Abstract: Induced pluripotent stem cells (iPSCs) are a powerful tool for disease modeling. They are routinely generated from healthy donors and
patients from multiple cell types at different developmental stages. However, reprogramming leukemias is an extremely inefficient
process. Few studies generated iPSCs from primary chronic myeloid leukemias, but iPSC generation from acute myeloid or lymphoid leukemias
(ALL) has not been achieved. We attempted to generate iPSCs from different subtypes of B-ALL to address the developmental
impact of leukemic fusion genes.

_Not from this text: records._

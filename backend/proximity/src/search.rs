//! # Shelter search
//!
//! Coarse box query upstream, then an exact great-circle filter locally.
//!
//! ## Known limitations
//! - The upstream only returns one page, so a crowded box is truncated before
//!   the distance filter runs. Raise `page_size` if that matters.
//! - With [`QueryRadius::Fixed`] the box ignores the requested radius. Larger
//!   requests miss shelters outside the fixed box, smaller ones fetch rows that
//!   get filtered out. [`QueryRadius::Requested`] scales the box instead.
//! - Boxes are not wrapped across the antimeridian.

use std::{fmt, str::FromStr, sync::Arc};

use serde::Serialize;
use serde_json::Value;
use tracing::{debug, warn};

use crate::{
    error::SearchError,
    models::RawShelter,
    point::{BoundingBox, GeoPoint},
    remote::PointSource,
};

pub const DEFAULT_RADIUS: u32 = 5000;
pub const DEFAULT_PAGE_SIZE: u32 = 5;

/// Radius used to size the upstream bounding box.
#[derive(Debug, Clone, Copy, PartialEq, Eq)]
pub enum QueryRadius {
    Fixed(u32),
    Requested,
}

impl Default for QueryRadius {
    fn default() -> Self {
        QueryRadius::Fixed(DEFAULT_RADIUS)
    }
}

impl QueryRadius {
    fn resolve(&self, requested: u32) -> u32 {
        match self {
            QueryRadius::Fixed(meters) => *meters,
            QueryRadius::Requested => requested,
        }
    }
}

impl FromStr for QueryRadius {
    type Err = String;

    fn from_str(s: &str) -> Result<Self, Self::Err> {
        let s = s.trim();

        if s.eq_ignore_ascii_case("requested") {
            return Ok(QueryRadius::Requested);
        }

        match s.parse::<u32>() {
            Ok(meters) if meters > 0 => Ok(QueryRadius::Fixed(meters)),
            _ => Err(format!(
                "expected a positive number of meters or \"requested\", got {s:?}"
            )),
        }
    }
}

impl fmt::Display for QueryRadius {
    fn fmt(&self, f: &mut fmt::Formatter<'_>) -> fmt::Result {
        match self {
            QueryRadius::Fixed(meters) => write!(f, "{meters}"),
            QueryRadius::Requested => write!(f, "requested"),
        }
    }
}

#[derive(Debug, Clone, Copy, PartialEq)]
pub struct SearchRequest {
    pub center: GeoPoint,
    pub radius_meters: u32,
}

impl SearchRequest {
    /// Validates raw query input before anything goes upstream.
    pub fn new(lat: f64, lon: f64, radius_meters: Option<i64>) -> Result<Self, SearchError> {
        let center = GeoPoint::try_new(lat, lon)?;

        let radius_meters = match radius_meters {
            None => DEFAULT_RADIUS,
            Some(r) if r > 0 => u32::try_from(r).map_err(|_| {
                SearchError::InvalidInput(format!("Radius {r} is too large"))
            })?,
            Some(r) => {
                return Err(SearchError::InvalidInput(format!(
                    "Radius must be positive, got {r}"
                )));
            }
        };

        Ok(Self {
            center,
            radius_meters,
        })
    }
}

#[derive(Serialize, Debug, Clone, PartialEq)]
pub struct Shelter {
    pub name: String,
    pub address: String,
    pub lat: f64,
    pub lon: f64,
    pub distance: f64,
}

#[derive(Serialize, Debug, Clone, PartialEq)]
pub struct Center {
    pub lat: f64,
    pub lon: f64,
    pub radius: u32,
}

#[derive(Serialize, Debug, Clone, PartialEq)]
pub struct SearchResult {
    pub center: Center,
    pub shelters: Vec<Shelter>,
}

impl SearchResult {
    fn empty(request: &SearchRequest) -> Self {
        Self {
            center: Center {
                lat: request.center.lat(),
                lon: request.center.lon(),
                radius: request.radius_meters,
            },
            shelters: Vec::new(),
        }
    }
}

pub struct ShelterSearch {
    source: Arc<dyn PointSource>,
    query_radius: QueryRadius,
    page_size: u32,
}

impl ShelterSearch {
    pub fn new(source: Arc<dyn PointSource>, query_radius: QueryRadius, page_size: u32) -> Self {
        Self {
            source,
            query_radius,
            page_size,
        }
    }

    pub async fn search(&self, request: SearchRequest) -> Result<SearchResult, SearchError> {
        let query_radius = self.query_radius.resolve(request.radius_meters);
        let bbox = BoundingBox::around(&request.center, f64::from(query_radius))?;

        debug!("Querying shelters in {bbox:?}");

        let entries = self.source.fetch(&bbox, self.page_size).await?;

        let mut result = SearchResult::empty(&request);
        if entries.is_empty() {
            return Ok(result);
        }

        let radius = f64::from(request.radius_meters);

        result.shelters = entries
            .into_iter()
            .enumerate()
            .filter_map(|(index, entry)| locate(&request.center, index, entry))
            .filter(|shelter| shelter.distance <= radius)
            .collect();

        result
            .shelters
            .sort_by(|a, b| a.distance.total_cmp(&b.distance));

        Ok(result)
    }
}

/// Decodes one upstream entry and measures it from `center`.
///
/// Entries without usable coordinates are skipped, never placed at (0, 0).
fn locate(center: &GeoPoint, index: usize, entry: Value) -> Option<Shelter> {
    let raw: RawShelter = match serde_json::from_value(entry) {
        Ok(raw) => raw,
        Err(e) => {
            warn!("Skipping shelter #{index}: undecodable entry: {e}");
            return None;
        }
    };

    let lat = raw.lat.as_ref().and_then(|c| c.value());
    let lon = raw.lon.as_ref().and_then(|c| c.value());

    let (Some(lat), Some(lon)) = (lat, lon) else {
        warn!(
            "Skipping shelter #{index} ({}): missing or non-numeric LA/LO",
            raw.name()
        );
        return None;
    };

    let point = match GeoPoint::try_new(lat, lon) {
        Ok(point) => point,
        Err(e) => {
            warn!("Skipping shelter #{index}: {e}");
            return None;
        }
    };

    Some(Shelter {
        name: raw.name(),
        address: raw.address(),
        lat,
        lon,
        distance: center.distance_to(&point),
    })
}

OKSM(L)-expressing mono/polycistronic-, retroviral/lentiviral/episomal-, and Sendai virus vector-based
reprogramming strategies failed to render iPSCs in vitro and in vivo. Addition of transcriptomic-epigenetic reprogramming ‘‘boosters’’ also
failed to generate iPSCs from B cell blasts and B-ALL lines, and when iPSCs emerged they lacked leukemic fusion genes, demonstrating
non-leukemic myeloid origin. Conversely, MLL-AF4-overexpressing hematopoietic stem cells/B progenitors were successfully reprogrammed,
indicating that B cell origin and leukemic fusion gene were not reprogramming barriers. Global transcriptome/DNA methylome
profiling suggested a developmental/differentiation refractoriness of MLL-rearranged B-ALL to reprogramming into pluripotency.